Os versos de arranque da primeira canção que Halloween fez para este espectáculo são mais polidos, mas nem por isso menos da street, nem por isso menos ser preso por roubar um croissant no Minipreço, nem por isso menos fuga da GNR (“geninhos”), nem por isso menos 40 mil quilovátios, que é o valor correspondente à tensão dos cabos eléctricos que alimentam carruagens ferroviárias: “Sozinho numa manhã de Outono/ Cheio de frio e sono/ Caminho como um lobo/ Atrás do meu sonho”.

Recuemos para explicar que o autor do texto e o encenador do espectáculo se conheceram quando trabalharam na Chão de Oliva, em 1997, antes de terem fundado o teatromosca em 1999e de Campos dos Reis ter lido um artigo de José António Cerejo, no Público, sobre um super-herói dos subúrbios.
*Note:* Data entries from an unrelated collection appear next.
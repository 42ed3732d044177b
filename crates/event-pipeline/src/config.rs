// Copyright 2023-Present Datadog, Inc. https://www.datadoghq.com/
// SPDX-License-Identifier: Apache-2.0

use std::env;
use std::time::Duration;

use crate::enrichment_client::RetryPolicy;

const DEFAULT_INTAKE_PORT: u16 = 8081;
const DEFAULT_ENRICHMENT_URL: &str = "https://api.heyering.com/enrichment";
const DEFAULT_ANALYTICS_URL: &str = "https://api.heyering.com/analytics";

/// What the dispatcher does with a batch the analytics sink refused.
#[derive(Clone, Copy, Debug, PartialEq, Eq)]
pub enum FailedBatchPolicy {
    /// Log the failure and lose the batch.
    Drop,
    /// Hold the batch and resend it on the following ticks, in place of a fresh drain, up to
    /// `max_retries` more times before dropping it.
    RetryNextTick { max_retries: u32 },
}

impl FailedBatchPolicy {
    fn from_retries(retries: u32) -> Self {
        if retries == 0 {
            FailedBatchPolicy::Drop
        } else {
            FailedBatchPolicy::RetryNextTick {
                max_retries: retries,
            }
        }
    }
}

#[derive(Debug, Clone)]
pub struct Config {
    pub intake_port: u16,
    pub enrichment_url: String,
    pub analytics_url: String,
    /// Shared secret sent verbatim in the `Authorization` header to both upstreams.
    pub auth_token: String,
    /// Maximum number of enriched records waiting for dispatch.
    pub buffer_capacity: usize,
    pub max_batch_size: usize,
    /// how often the dispatcher drains the buffer, in seconds
    pub flush_interval_secs: u64,
    pub enrichment_retry: RetryPolicy,
    pub failed_batch_policy: FailedBatchPolicy,
    /// Timeout for each outbound request, in seconds
    pub request_timeout_secs: u64,
    pub max_request_content_length: usize,
    pub proxy_url: Option<String>,
}

impl Config {
    pub fn new() -> Result<Config, Box<dyn std::error::Error>> {
        let auth_token = env::var("EVENT_PIPELINE_AUTH_TOKEN").map_err(|_| {
            anyhow::anyhow!("EVENT_PIPELINE_AUTH_TOKEN environment variable is not set")
        })?;

        let intake_port = match env::var("EVENT_PIPELINE_PORT") {
            Ok(port) => port.parse::<u16>().map_err(|_| {
                anyhow::anyhow!("Invalid EVENT_PIPELINE_PORT value: {port}")
            })?,
            Err(_) => DEFAULT_INTAKE_PORT,
        };

        let enrichment_url = env::var("EVENT_PIPELINE_ENRICHMENT_URL")
            .unwrap_or_else(|_| DEFAULT_ENRICHMENT_URL.to_string());
        let analytics_url = env::var("EVENT_PIPELINE_ANALYTICS_URL")
            .unwrap_or_else(|_| DEFAULT_ANALYTICS_URL.to_string());

        let failed_batch_retries = match env::var("EVENT_PIPELINE_FAILED_BATCH_RETRIES") {
            Ok(val) => val.parse::<u32>().map_err(|_| {
                anyhow::anyhow!("Invalid EVENT_PIPELINE_FAILED_BATCH_RETRIES value: {val}")
            })?,
            Err(_) => 0,
        };

        Ok(Config {
            intake_port,
            enrichment_url,
            analytics_url,
            auth_token,
            failed_batch_policy: FailedBatchPolicy::from_retries(failed_batch_retries),
            proxy_url: env::var("EVENT_PIPELINE_PROXY_HTTPS")
                .or_else(|_| env::var("HTTPS_PROXY"))
                .ok(),
            ..Config::default()
        })
    }

    pub fn flush_interval(&self) -> Duration {
        Duration::from_secs(self.flush_interval_secs)
    }

    pub fn request_timeout(&self) -> Duration {
        Duration::from_secs(self.request_timeout_secs)
    }
}

impl Default for Config {
    fn default() -> Self {
        Config {
            intake_port: DEFAULT_INTAKE_PORT,
            enrichment_url: DEFAULT_ENRICHMENT_URL.to_string(),
            analytics_url: DEFAULT_ANALYTICS_URL.to_string(),
            auth_token: String::new(),
            buffer_capacity: 20,
            max_batch_size: 20,
            flush_interval_secs: 10,
            enrichment_retry: RetryPolicy::default(),
            failed_batch_policy: FailedBatchPolicy::Drop,
            request_timeout_secs: 30,
            max_request_content_length: 1024 * 1024, // 1MiB in Bytes
            proxy_url: None,
        }
    }
}
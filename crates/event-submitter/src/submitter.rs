// Copyright 2023-Present Datadog, Inc. https://www.datadoghq.com/
// SPDX-License-Identifier: Apache-2.0

use std::sync::Arc;
use std::time::Duration;

use reqwest::StatusCode;
use tokio::sync::{mpsc, Mutex};
use tokio::task::JoinSet;
use tracing::{debug, error};

use crate::error::{SubmitError, SubmitterError};
use crate::source_file::SourceRecord;

pub const DEFAULT_ENDPOINT: &str = "http://localhost:8081/process";
pub const DEFAULT_WORKERS: usize = 20;

// The pipeline holds a submission open while its buffer is full, which can last a whole flush
// interval plus enrichment retries.
const REQUEST_TIMEOUT: Duration = Duration::from_secs(60);

#[derive(Debug, Default, PartialEq, Eq)]
pub struct SubmitReport {
    pub sent: usize,
    pub failed_ids: Vec<String>,
}

impl SubmitReport {
    fn merge(&mut self, other: SubmitReport) {
        self.sent += other.sent;
        self.failed_ids.extend(other.failed_ids);
    }
}

#[derive(Clone)]
pub struct Submitter {
    client: reqwest::Client,
    endpoint: String,
}

impl Submitter {
    pub fn new(endpoint: String) -> Result<Self, SubmitterError> {
        let client = reqwest::Client::builder()
            .timeout(REQUEST_TIMEOUT)
            .build()
            .map_err(SubmitterError::Client)?;
        Ok(Submitter { client, endpoint })
    }

    pub async fn submit(&self, record: &SourceRecord) -> Result<(), SubmitError> {
        let response = self.client.post(&self.endpoint).json(record).send().await?;
        let status = response.status();
        if status != StatusCode::OK {
            let body = response.text().await.unwrap_or_default();
            return Err(SubmitError::Status { status, body });
        }
        Ok(())
    }

    /// Posts every record using `workers` concurrent tasks pulling from a shared queue.
    pub async fn submit_all(&self, records: Vec<SourceRecord>, workers: usize) -> SubmitReport {
        let (tx, rx) = mpsc::channel(records.len().max(1));
        for record in records {
            // The channel is sized to hold every record.
            if tx.send(record).await.is_err() {
                break;
            }
        }
        drop(tx);

        let rx = Arc::new(Mutex::new(rx));
        let mut joinset = JoinSet::new();
        for worker in 0..workers.max(1) {
            let rx = Arc::clone(&rx);
            let submitter = self.clone();
            joinset.spawn(async move { submitter.run_worker(worker, rx).await });
        }

        let mut report = SubmitReport::default();
        while let Some(result) = joinset.join_next().await {
            match result {
                Ok(worker_report) => report.merge(worker_report),
                Err(e) => error!("Submit worker failed: {e}"),
            }
        }
        report
    }

    async fn run_worker(
        &self,
        worker: usize,
        rx: Arc<Mutex<mpsc::Receiver<SourceRecord>>>,
    ) -> SubmitReport {
        let mut report = SubmitReport::default();
        loop {
            let Some(record) = rx.lock().await.recv().await else {
                break;
            };
            match self.submit(&record).await {
                Ok(()) => {
                    debug!("Worker {worker} submitted record {}", record.id);
                    report.sent += 1;
                }
                Err(e) => {
                    error!("Error sending record {}: {e}", record.id);
                    report.failed_ids.push(record.id);
                }
            }
        }
        report
    }
}
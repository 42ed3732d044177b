// Copyright 2023-Present Datadog, Inc. https://www.datadoghq.com/
// SPDX-License-Identifier: Apache-2.0

/// Spelling variants seen in exported event files, keyed by their lowercased form.
const CATEGORY_SYNONYMS: &[(&str, &str)] = &[
    ("contentinjection", "contentinjection"),
    ("content injection", "contentinjection"),
    ("content_injection", "contentinjection"),
    ("drivebycompromise", "drivebycompromise"),
    ("drive by compromise", "drivebycompromise"),
    ("drive-by-compromise", "drivebycompromise"),
    ("compromise (driveby)", "drivebycompromise"),
    ("exploitpublicfacingapplication", "exploitpublicfacingapplication"),
    ("exploit public facing", "exploitpublicfacingapplication"),
    ("explaoit-public facing", "exploitpublicfacingapplication"),
    ("externalremoteservices", "externalremoteservices"),
    ("external remote service", "externalremoteservices"),
    ("external-remote-service", "externalremoteservices"),
    ("phishing", "phishing"),
    ("phising", "phishing"),
    ("replicationthroughremovablemedia", "replicationthroughremovablemedia"),
    ("replication through removable media", "replicationthroughremovablemedia"),
    ("replication-through-removable-media", "replicationthroughremovablemedia"),
    ("supplychaincompromise", "supplychaincompromise"),
    ("supply chain compromise", "supplychaincompromise"),
    ("supply_chain_compromise", "supplychaincompromise"),
    ("trustedrelationship", "trustedrelationship"),
    ("trusted relationship", "trustedrelationship"),
    ("trusted-relationship", "trustedrelationship"),
    ("validaccounts", "validaccounts"),
    ("valid accounts", "validaccounts"),
    ("valid-accounts", "validaccounts"),
    ("valida_accounts", "validaccounts"),
];

/// Maps a free-text category to its canonical token. Unknown values come back trimmed and
/// lowercased; a blank input yields an empty string.
pub fn normalize_category(raw: &str) -> String {
    let normalized = raw.trim().to_lowercase();
    CATEGORY_SYNONYMS
        .iter()
        .find(|(variant, _)| *variant == normalized)
        .map(|(_, canonical)| canonical.to_string())
        .unwrap_or(normalized)
}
Era a história de Felisberto Cabral, ou “O Corvo”, que fazia, na zona da Linha de Sintra durante os anos 80/90, justiça pelas próprias mãos. Nessa altura, já discutiam o facto de o teatro não reflectir as vivências do território em que se inscreviam. Ora, 40 Mil Quilovátios é precisamente esse feito, esse salto da Linha de Sintra para o palco, com os seus sítios particulares, o seu dialecto próprio, essa vida real que nós, burgueses de casas envidraçadas, desconhecemos.

O cenário ergue-se pela sujidade presente em vários colchões pintados de todas as cores, mais cadeiras que marcam o corpo dos intérpretes como se estes tivessem estado a mudar o motor de um automóvel. E enquanto seguimos o percurso do Corvo, temos ainda momentos de outra ordem, quadros mais dados ao corpo, a um teatro físico quase coreográfico. Algo que já não é novidade no estilo de Pedro Alves: “É um desejo meu que vem ganhando cada vez mais força, de trabalhar numa zona mais performática, trabalhar numa zona em que, com ou sem texto, a presença dos corpos em cima do palco seja menos mediada por elementos externos, que estes corpos não sejam formatados nem domesticados. Agrada-me a ideia de os corpos estarem todos cagados, essa sujidade parece-me que rima bem com aquilo sobre o qual nos estamos a debruçar. É que a malta daqui de Agualva– Cacém tanto está aqui a ver um espectáculo da Phia Ménard, como está no cabeleireiro a falar da Jéssica Athayde ter comido a placenta, e eu gosto disso”. Como não?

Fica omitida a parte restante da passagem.